- **About this task**
For the word "defaults", work out how many lines in the records below contain it and state that count alone.

Stored entries
------------------------------------------------------------------------
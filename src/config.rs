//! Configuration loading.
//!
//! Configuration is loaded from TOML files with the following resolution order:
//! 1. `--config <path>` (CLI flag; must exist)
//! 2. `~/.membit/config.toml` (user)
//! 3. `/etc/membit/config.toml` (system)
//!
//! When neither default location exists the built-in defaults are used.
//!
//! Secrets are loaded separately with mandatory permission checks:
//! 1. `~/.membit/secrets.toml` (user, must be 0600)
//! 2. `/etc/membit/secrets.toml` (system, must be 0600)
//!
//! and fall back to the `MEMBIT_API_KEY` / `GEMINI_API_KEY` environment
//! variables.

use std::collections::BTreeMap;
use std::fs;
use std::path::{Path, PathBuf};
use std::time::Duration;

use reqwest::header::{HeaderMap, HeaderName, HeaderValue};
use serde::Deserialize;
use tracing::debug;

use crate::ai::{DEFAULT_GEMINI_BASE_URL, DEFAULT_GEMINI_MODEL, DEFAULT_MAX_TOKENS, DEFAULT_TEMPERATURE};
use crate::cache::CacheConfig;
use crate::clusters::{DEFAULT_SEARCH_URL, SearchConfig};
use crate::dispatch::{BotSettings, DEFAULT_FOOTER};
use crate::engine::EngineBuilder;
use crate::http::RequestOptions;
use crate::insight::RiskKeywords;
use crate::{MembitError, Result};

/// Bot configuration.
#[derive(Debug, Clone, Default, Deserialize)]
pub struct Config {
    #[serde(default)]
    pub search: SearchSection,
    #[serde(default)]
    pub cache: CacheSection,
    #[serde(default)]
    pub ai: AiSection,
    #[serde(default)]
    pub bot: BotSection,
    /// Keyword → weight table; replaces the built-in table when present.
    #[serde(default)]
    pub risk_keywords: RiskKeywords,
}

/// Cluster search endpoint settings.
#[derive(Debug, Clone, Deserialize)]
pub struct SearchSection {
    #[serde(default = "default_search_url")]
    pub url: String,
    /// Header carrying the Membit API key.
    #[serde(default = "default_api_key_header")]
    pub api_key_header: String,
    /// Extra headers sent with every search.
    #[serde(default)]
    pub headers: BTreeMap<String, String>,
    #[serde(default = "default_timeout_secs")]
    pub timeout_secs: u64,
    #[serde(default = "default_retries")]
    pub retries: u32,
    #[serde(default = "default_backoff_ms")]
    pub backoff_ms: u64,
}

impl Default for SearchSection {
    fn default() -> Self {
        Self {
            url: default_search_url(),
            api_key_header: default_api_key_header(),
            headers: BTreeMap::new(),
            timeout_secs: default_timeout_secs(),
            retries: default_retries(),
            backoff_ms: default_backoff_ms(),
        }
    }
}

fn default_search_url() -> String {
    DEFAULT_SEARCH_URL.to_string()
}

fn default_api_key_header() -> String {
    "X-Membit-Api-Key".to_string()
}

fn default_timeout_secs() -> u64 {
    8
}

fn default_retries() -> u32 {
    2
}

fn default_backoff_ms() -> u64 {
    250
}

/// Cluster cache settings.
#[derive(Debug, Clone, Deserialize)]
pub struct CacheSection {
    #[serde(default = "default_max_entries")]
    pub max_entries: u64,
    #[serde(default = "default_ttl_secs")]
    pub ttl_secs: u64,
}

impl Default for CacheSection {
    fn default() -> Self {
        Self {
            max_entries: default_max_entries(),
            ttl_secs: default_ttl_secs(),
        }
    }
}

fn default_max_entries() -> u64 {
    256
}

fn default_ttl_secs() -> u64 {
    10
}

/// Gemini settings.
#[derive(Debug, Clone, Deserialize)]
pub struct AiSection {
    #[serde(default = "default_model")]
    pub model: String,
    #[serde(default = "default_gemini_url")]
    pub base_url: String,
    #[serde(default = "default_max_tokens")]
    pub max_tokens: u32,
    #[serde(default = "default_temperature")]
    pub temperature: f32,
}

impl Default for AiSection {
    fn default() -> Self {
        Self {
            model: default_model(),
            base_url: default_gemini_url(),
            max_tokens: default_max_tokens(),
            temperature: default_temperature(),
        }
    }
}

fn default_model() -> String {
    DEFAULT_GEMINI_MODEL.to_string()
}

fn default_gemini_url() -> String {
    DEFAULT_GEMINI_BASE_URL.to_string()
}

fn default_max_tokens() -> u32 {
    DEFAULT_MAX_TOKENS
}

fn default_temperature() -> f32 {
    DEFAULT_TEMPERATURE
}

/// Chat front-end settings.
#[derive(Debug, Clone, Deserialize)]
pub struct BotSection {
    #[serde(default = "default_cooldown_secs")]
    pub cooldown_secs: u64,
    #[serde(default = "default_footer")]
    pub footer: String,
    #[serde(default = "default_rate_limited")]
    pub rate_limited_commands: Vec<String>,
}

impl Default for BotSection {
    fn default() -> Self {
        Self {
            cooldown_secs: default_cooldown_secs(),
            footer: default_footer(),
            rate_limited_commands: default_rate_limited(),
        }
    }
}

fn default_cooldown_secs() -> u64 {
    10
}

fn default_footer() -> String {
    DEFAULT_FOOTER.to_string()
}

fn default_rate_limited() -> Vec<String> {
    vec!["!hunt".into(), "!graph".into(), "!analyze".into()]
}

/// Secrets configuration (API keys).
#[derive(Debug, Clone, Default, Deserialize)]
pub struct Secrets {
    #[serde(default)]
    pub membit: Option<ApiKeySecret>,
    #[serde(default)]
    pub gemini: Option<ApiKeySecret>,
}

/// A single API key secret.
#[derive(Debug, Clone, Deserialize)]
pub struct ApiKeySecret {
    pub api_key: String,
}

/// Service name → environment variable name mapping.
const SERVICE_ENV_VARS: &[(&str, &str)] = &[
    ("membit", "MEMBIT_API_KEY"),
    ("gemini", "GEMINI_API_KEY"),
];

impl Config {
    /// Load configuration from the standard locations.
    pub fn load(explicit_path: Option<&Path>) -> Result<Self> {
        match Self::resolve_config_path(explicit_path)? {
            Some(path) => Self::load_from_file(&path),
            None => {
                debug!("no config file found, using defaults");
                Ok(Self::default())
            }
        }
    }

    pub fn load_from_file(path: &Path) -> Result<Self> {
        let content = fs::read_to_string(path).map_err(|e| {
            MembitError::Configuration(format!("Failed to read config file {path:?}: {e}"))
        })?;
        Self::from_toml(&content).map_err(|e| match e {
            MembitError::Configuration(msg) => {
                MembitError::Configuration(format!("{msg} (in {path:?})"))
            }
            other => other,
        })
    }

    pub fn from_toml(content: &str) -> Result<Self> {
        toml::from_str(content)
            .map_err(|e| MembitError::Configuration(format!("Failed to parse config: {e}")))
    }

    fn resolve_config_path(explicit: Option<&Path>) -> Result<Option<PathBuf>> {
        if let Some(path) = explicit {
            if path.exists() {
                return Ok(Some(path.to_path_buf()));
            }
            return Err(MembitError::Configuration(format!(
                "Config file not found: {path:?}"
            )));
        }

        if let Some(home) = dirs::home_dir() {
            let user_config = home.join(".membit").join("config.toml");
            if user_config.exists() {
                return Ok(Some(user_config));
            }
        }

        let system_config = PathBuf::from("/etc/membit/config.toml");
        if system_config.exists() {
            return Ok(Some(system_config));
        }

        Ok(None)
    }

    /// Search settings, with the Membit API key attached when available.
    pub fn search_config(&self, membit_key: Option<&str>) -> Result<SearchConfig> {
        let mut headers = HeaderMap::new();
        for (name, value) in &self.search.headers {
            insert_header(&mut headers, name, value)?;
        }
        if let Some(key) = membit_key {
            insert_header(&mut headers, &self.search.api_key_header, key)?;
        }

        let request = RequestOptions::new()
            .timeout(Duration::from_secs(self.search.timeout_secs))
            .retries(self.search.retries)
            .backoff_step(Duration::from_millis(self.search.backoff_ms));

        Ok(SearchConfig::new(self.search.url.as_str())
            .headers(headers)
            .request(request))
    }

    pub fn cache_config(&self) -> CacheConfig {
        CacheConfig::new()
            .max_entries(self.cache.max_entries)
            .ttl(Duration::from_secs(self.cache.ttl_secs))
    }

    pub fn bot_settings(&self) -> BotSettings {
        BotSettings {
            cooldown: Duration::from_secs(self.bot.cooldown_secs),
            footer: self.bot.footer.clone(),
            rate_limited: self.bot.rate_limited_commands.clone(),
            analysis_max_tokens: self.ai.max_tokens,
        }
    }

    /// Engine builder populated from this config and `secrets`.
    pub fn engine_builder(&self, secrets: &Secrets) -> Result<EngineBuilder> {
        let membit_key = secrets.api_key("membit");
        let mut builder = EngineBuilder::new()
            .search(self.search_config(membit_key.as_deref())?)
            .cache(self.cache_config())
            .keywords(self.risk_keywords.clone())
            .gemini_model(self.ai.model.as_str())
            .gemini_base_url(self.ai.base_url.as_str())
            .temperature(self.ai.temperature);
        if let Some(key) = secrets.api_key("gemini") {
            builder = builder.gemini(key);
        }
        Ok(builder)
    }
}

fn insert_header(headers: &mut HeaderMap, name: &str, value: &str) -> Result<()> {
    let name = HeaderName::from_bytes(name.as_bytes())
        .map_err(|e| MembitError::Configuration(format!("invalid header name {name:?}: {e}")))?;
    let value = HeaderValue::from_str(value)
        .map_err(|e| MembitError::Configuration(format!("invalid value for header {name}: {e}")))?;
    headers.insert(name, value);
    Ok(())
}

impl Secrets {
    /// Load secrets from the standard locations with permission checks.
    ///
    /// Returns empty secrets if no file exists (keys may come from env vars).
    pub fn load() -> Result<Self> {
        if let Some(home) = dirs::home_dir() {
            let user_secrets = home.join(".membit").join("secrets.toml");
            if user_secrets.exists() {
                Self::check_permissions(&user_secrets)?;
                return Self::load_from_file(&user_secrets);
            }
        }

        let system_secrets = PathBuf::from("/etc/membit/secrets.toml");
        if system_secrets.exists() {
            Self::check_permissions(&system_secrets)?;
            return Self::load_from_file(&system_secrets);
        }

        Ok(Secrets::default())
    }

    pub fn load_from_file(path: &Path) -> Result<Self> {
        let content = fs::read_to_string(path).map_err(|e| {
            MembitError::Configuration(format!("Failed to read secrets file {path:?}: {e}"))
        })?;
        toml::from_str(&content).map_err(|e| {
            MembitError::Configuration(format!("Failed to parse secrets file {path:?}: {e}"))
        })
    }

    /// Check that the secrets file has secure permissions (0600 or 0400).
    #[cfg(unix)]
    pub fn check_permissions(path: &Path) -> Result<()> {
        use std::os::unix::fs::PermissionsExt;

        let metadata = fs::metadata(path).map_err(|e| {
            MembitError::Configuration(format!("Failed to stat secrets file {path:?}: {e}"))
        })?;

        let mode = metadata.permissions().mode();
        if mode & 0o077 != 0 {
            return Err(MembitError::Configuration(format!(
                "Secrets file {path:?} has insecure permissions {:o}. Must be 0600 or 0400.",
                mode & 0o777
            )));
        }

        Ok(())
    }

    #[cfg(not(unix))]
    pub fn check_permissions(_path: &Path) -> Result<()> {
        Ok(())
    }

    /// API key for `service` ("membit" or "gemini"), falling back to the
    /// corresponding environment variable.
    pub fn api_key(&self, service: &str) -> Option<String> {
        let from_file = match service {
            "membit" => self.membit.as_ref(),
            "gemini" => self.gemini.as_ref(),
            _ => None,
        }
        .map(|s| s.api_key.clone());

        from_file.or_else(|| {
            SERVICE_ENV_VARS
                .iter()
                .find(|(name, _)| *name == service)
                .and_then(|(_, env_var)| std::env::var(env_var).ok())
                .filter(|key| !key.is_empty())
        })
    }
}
------------------------------------------------------------------------
- **Task response**
2